In the present exemplary embodiment, the color conversion processing unit 224 subjects the low toner reduction areas 702 to the color conversion by using the low toner reduction color conversion LUT 802; however, the color conversion processing unit 224 may perform the color conversion by using the normal color conversion LUT 801. The present exemplary embodiment is not limited to these methods as long as the amount of toner used to print (draw) the high toner reduction area 701 can be made less than the amount of toner used to print (draw) the low toner reduction areas 702.

In step S307, the density adjustment unit 225 controlled by the CPU 101 adjusts the CMYK signal values obtained in step S306 to adjust the density so that the amount of toner to be used to draw the high toner reduction area 701 is less than the amount of toner to be used to draw the low toner reduction areas 702.

FIG. 9 illustrates examples of the density adjustments. Of density adjustments 901 to 903, the density adjustment 901 indicates a state where density adjustment is not performed. The toner reduction amount increases and hence the toner consumption in printing decreases in order of the density adjustment 903, the density adjustment 902, and the density adjustment 901.

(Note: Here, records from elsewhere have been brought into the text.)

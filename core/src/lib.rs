// SPDX-FileCopyrightText: 2025-2026 Zexin Yuan <aim@yzx9.xyz>
//
// SPDX-License-Identifier: Apache-2.0

//! Core of plancal: categories and content items, the month calendar with
//! preparation timelines, scheduling rules, and local or remote storage.

#![warn(
    trivial_casts,
    trivial_numeric_casts,
    missing_debug_implementations,
    unsafe_code,
    unstable_features,
    unused_import_braces,
    unused_qualifications,
    clippy::dbg_macro
)]

mod calendar;
mod category;
mod config;
mod content;
mod localdb;
mod planner;
mod remotedb;
mod schedule;
mod session;
mod short_id;
mod store;
mod types;

pub use crate::calendar::{
    DayCell, MonthView, TimelineMark, TimelinePhase, Week, WeekStart, YearMonth, is_past,
    items_by_date, month_weeks, timeline_for_date, timeline_phase, timeline_start,
};
pub use crate::category::{Category, normalize_category_name};
pub use crate::config::{APP_NAME, BackendConfig, Config};
pub use crate::content::{
    ContentConditions, ContentDraft, ContentItem, ContentPatch, ContentSort, ContentSortKey,
    MAX_TIMELINE_DAYS,
};
pub use crate::planner::{Planner, Snapshot};
pub use crate::schedule::{DropTarget, ScheduleError, check_day_drop};
pub use crate::session::{login, logout};
pub use crate::store::ContentStore;
pub use crate::types::{Id, Kind, Pager, Platform, SortOrder, Stage};
pub use plancal_rest::{AuthMethod, RestConfig, Session};
// SPDX-FileCopyrightText: 2025-2026 Zexin Yuan <aim@yzx9.xyz>
//
// SPDX-License-Identifier: Apache-2.0

/// Errors returned by the hosted backend client.
#[non_exhaustive]
#[derive(Debug, thiserror::Error)]
pub enum RestError {
    /// Transport-level failure.
    #[error("HTTP error: {0}")]
    Http(String),

    /// The server answered with an unexpected status.
    #[error("Server responded with {status}: {message}")]
    Status {
        /// HTTP status code.
        status: u16,
        /// Message extracted from the response body.
        message: String,
    },

    /// Credentials were rejected or are missing.
    #[error("Authentication failed: {0}")]
    Auth(String),

    /// The requested resource does not exist.
    #[error("Resource not found: {0}")]
    NotFound(String),

    /// The response body could not be understood.
    #[error("Invalid server response: {0}")]
    InvalidResponse(String),

    /// Configuration error.
    #[error("Configuration error: {0}")]
    Config(String),
}

impl From<reqwest::Error> for RestError {
    fn from(e: reqwest::Error) -> Self {
        Self::Http(e.to_string())
    }
}

impl From<serde_json::Error> for RestError {
    fn from(e: serde_json::Error) -> Self {
        Self::InvalidResponse(e.to_string())
    }
}
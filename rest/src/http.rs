// SPDX-FileCopyrightText: 2025-2026 Zexin Yuan <aim@yzx9.xyz>
//
// SPDX-License-Identifier: Apache-2.0

//! HTTP client wrapper with API key and bearer token handling.

use reqwest::{Client, Method, RequestBuilder, Response, StatusCode};

use crate::config::{AuthMethod, RestConfig};
use crate::error::RestError;

/// HTTP client shared by table and auth operations.
#[derive(Debug)]
pub struct HttpClient {
    client: Client,
    config: RestConfig,
    session_token: Option<String>,
}

impl HttpClient {
    /// Creates a new HTTP client.
    ///
    /// # Errors
    ///
    /// Returns an error if the base URL is empty or HTTP client creation fails.
    pub fn new(config: RestConfig) -> Result<Self, RestError> {
        if config.base_url.trim().is_empty() {
            return Err(RestError::Config("base_url must not be empty".to_string()));
        }

        let client = Client::builder()
            .timeout(std::time::Duration::from_secs(config.timeout_secs))
            .user_agent(&config.user_agent)
            .build()?;
        Ok(Self {
            client,
            config,
            session_token: None,
        })
    }

    pub fn config(&self) -> &RestConfig {
        &self.config
    }

    pub fn set_session_token(&mut self, token: Option<String>) {
        self.session_token = token;
    }

    pub fn has_user_token(&self) -> bool {
        self.session_token.is_some() || matches!(self.config.auth, AuthMethod::Bearer { .. })
    }

    /// Joins the base URL and a path.
    pub fn url(&self, path: &str) -> String {
        format!(
            "{}/{}",
            self.config.base_url.trim_end_matches('/'),
            path.trim_start_matches('/')
        )
    }

    /// Builds a request with the `apikey` header and a bearer token.
    ///
    /// The bearer token is the session token when signed in, the configured
    /// token otherwise, and falls back to the API key.
    pub fn build_request(&self, method: Method, path: &str) -> RequestBuilder {
        let mut req = self.client.request(method, self.url(path));
        if !self.config.api_key.is_empty() {
            req = req.header("apikey", &self.config.api_key);
        }

        let token = match (&self.session_token, &self.config.auth) {
            (Some(token), _) | (None, AuthMethod::Bearer { token }) => Some(token.as_str()),
            (None, _) if !self.config.api_key.is_empty() => Some(self.config.api_key.as_str()),
            (None, _) => None,
        };
        if let Some(token) = token {
            req = req.bearer_auth(token);
        }

        req
    }

    /// Executes a request and maps error statuses.
    ///
    /// # Errors
    ///
    /// Returns an error if the request fails or the server returns an error status.
    pub async fn execute(&self, req: RequestBuilder) -> Result<Response, RestError> {
        let resp = req.send().await?;
        let status = resp.status();
        if status.is_success() {
            return Ok(resp);
        }

        let text = resp
            .text()
            .await
            .unwrap_or_else(|_| "Unable to read response".to_string());
        let message = error_message(&text);
        tracing::debug!(%status, message, "request failed");

        match status {
            StatusCode::UNAUTHORIZED | StatusCode::FORBIDDEN => Err(RestError::Auth(message)),
            StatusCode::NOT_FOUND => Err(RestError::NotFound(message)),
            status => Err(RestError::Status {
                status: status.as_u16(),
                message,
            }),
        }
    }
}

/// Pulls a human readable message out of an error body.
///
/// The table API answers with `message`, the auth provider with
/// `error_description`, `msg` or `error`.
pub fn error_message(body: &str) -> String {
    if let Ok(value) = serde_json::from_str::<serde_json::Value>(body) {
        for key in ["message", "error_description", "msg", "error"] {
            if let Some(msg) = value.get(key).and_then(|v| v.as_str()) {
                return msg.to_string();
            }
        }
    }

    let body = body.trim();
    if body.is_empty() {
        "empty response".to_string()
    } else {
        body.to_string()
    }
}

The density adjustment unit 225 controlled by the CPU 101 subjects the low toner reduction areas 702 to the adjustment of the CMYK signal values so that the relation between the input and the output signal values indicated by the density adjustment 902 is obtained. The density adjustment unit 225 subjects the high toner reduction area 701 to the adjustment of the CMYK signal values so that the relation between the input and the output signal values indicated by the density adjustment 903 is obtained.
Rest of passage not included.